Spatial Capture Recapture with partial identities

254 views
Skip to first unread message

Ben Augustine

unread,
Nov 13, 2019, 3:38:54 PM11/13/19
to nimble-users
I am trying to see if I can fit various spatial partial identity models in NIMBLE that are currently only implemented in my R-based samplers. Most of these models are extensions of unmarked SCR, so I think the first step is to see if I can fit unmarked SCR in NIMBLE. A caveat is that I need to probabilistically reconstruct the capture history instead of marginalizing over the individuals.

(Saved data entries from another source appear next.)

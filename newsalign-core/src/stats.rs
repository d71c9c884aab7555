//! Descriptive statistics over sentiment/price pairs.

/// Pearson correlation coefficient.
///
/// `None` when the slices differ in length, hold fewer than two points, or
/// either side has zero variance.
pub fn pearson_correlation(xs: &[f64], ys: &[f64]) -> Option<f64> {
    if xs.len() != ys.len() || xs.len() < 2 {
        return None;
    }

    let n = xs.len() as f64;
    let mean_x = xs.iter().sum::<f64>() / n;
    let mean_y = ys.iter().sum::<f64>() / n;

    let (mut sxy, mut sxx, mut syy) = (0.0, 0.0, 0.0);
    for (x, y) in xs.iter().zip(ys) {
        let dx = x - mean_x;
        let dy = y - mean_y;
        sxy += dx * dy;
        sxx += dx * dx;
        syy += dy * dy;
    }

    if sxx == 0.0 || syy == 0.0 {
        return None;
    }
    Some((sxy / (sxx.sqrt() * syy.sqrt())).clamp(-1.0, 1.0))
}

/// Arithmetic mean, `None` for an empty slice.
pub fn mean(values: &[f64]) -> Option<f64> {
    if values.is_empty() {
        None
    } else {
        Some(values.iter().sum::<f64>() / values.len() as f64)
    }
}
//! Caller-chosen handling of rows with missing sentiment.
//!
//! The aligner never fills gaps. Before evaluation the caller picks one of
//! these policies, and the choice is explicit in configuration and reports.

use serde::{Deserialize, Serialize};

use crate::domain::{AlignedRow, AlignedSeries};

#[derive(Debug, Clone, Copy, PartialEq, Eq, Default, Serialize, Deserialize)]
#[serde(rename_all = "snake_case")]
pub enum MissingPolicy {
    /// Remove rows with no sentiment.
    #[default]
    Drop,
    /// Carry the last observed sentiment forward. Leading rows with no
    /// earlier observation are removed.
    ForwardFill,
    /// Leave the series untouched. Evaluation fails if any row is missing.
    Keep,
}

impl std::str::FromStr for MissingPolicy {
    type Err = String;

    fn from_str(s: &str) -> Result<Self, Self::Err> {
        match s.to_ascii_lowercase().as_str() {
            "drop" => Ok(Self::Drop),
            "forward-fill" | "forward_fill" | "ffill" => Ok(Self::ForwardFill),
            "keep" => Ok(Self::Keep),
            other => Err(format!(
                "unknown missing-data policy '{other}' (expected drop, forward-fill, or keep)"
            )),
        }
    }
}

impl std::fmt::Display for MissingPolicy {
    fn fmt(&self, f: &mut std::fmt::Formatter<'_>) -> std::fmt::Result {
        let s = match self {
            Self::Drop => "drop",
            Self::ForwardFill => "forward-fill",
            Self::Keep => "keep",
        };
        write!(f, "{s}")
    }
}

/// Apply `policy` to an aligned series, returning a new series.
pub fn resolve_missing(series: &AlignedSeries, policy: MissingPolicy) -> AlignedSeries {
    match policy {
        MissingPolicy::Keep => series.clone(),
        MissingPolicy::Drop => AlignedSeries::from_rows(
            series
                .rows()
                .iter()
                .filter(|r| r.is_complete())
                .copied()
                .collect(),
        ),
        MissingPolicy::ForwardFill => {
            let mut last: Option<f64> = None;
            let rows = series
                .rows()
                .iter()
                .filter_map(|row| {
                    if row.sentiment.is_some() {
                        last = row.sentiment;
                    }
                    last.map(|s| AlignedRow {
                        sentiment: Some(s),
                        ..*row
                    })
                })
                .collect();
            AlignedSeries::from_rows(rows)
        }
    }
}

#[cfg(test)]
mod tests {
    use super::*;
    use chrono::NaiveDate;

    fn row(day: u32, close: f64, sentiment: Option<f64>) -> AlignedRow {
        AlignedRow {
            date: NaiveDate::from_ymd_opt(2023, 3, day).unwrap(),
            close,
            sentiment,
        }
    }

    fn series() -> AlignedSeries {
        AlignedSeries::from_rows(vec![
            row(1, 99.0, None),
            row(2, 100.0, Some(0.5)),
            row(3, 102.0, None),
            row(6, 101.0, Some(-0.2)),
            row(7, 103.0, None),
        ])
    }

    #[test]
    fn drop_removes_missing_rows() {
        let out = resolve_missing(&series(), MissingPolicy::Drop);
        assert_eq!(out.len(), 2);
        assert_eq!(out.missing_count(), 0);
        assert_eq!(out.rows()[1].close, 101.0);
    }

    #[test]
    fn forward_fill_carries_last_value_and_drops_leading_gap() {
        let out = resolve_missing(&series(), MissingPolicy::ForwardFill);
        let sentiments: Vec<_> = out.rows().iter().map(|r| r.sentiment).collect();
        assert_eq!(
            sentiments,
            vec![Some(0.5), Some(0.5), Some(-0.2), Some(-0.2)]
        );
        assert_eq!(out.rows()[1].close, 102.0);
    }

    #[test]
    fn keep_leaves_series_unchanged() {
        let s = series();
        assert_eq!(resolve_missing(&s, MissingPolicy::Keep), s);
    }

    #[test]
    fn policy_parses_from_cli_spelling() {
        assert_eq!("drop".parse::<MissingPolicy>().unwrap(), MissingPolicy::Drop);
        assert_eq!(
            "forward-fill".parse::<MissingPolicy>().unwrap(),
            MissingPolicy::ForwardFill
        );
        assert_eq!("KEEP".parse::<MissingPolicy>().unwrap(), MissingPolicy::Keep);
        assert!("zero".parse::<MissingPolicy>().is_err());
    }
}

Unmarked SCR is typical SCR where the individual identities are lost. The data are typically summarized by n, the trap by occasion counts, or just the trap-level counts. To include observation-level partial identity covariates, I will need to work with the latent identity samples one by one. The true individual by trap capture history is latent:

y.true[i,j]~Poisson(K*lamd[i,j]) where lamd[i,j] is the individual by trap expected count, a function of the distance between activity center i and trap j. We observe matrix y.obs of dimension n.obs x J where n.obs is the total number of latent identity counts, sum(y.true). Each row corresponds to an observation with a single 1 indicating the trap of capture. Another way to represent this would be to have y.obs be a vector of length n.obs listing the trap of capture for each observation.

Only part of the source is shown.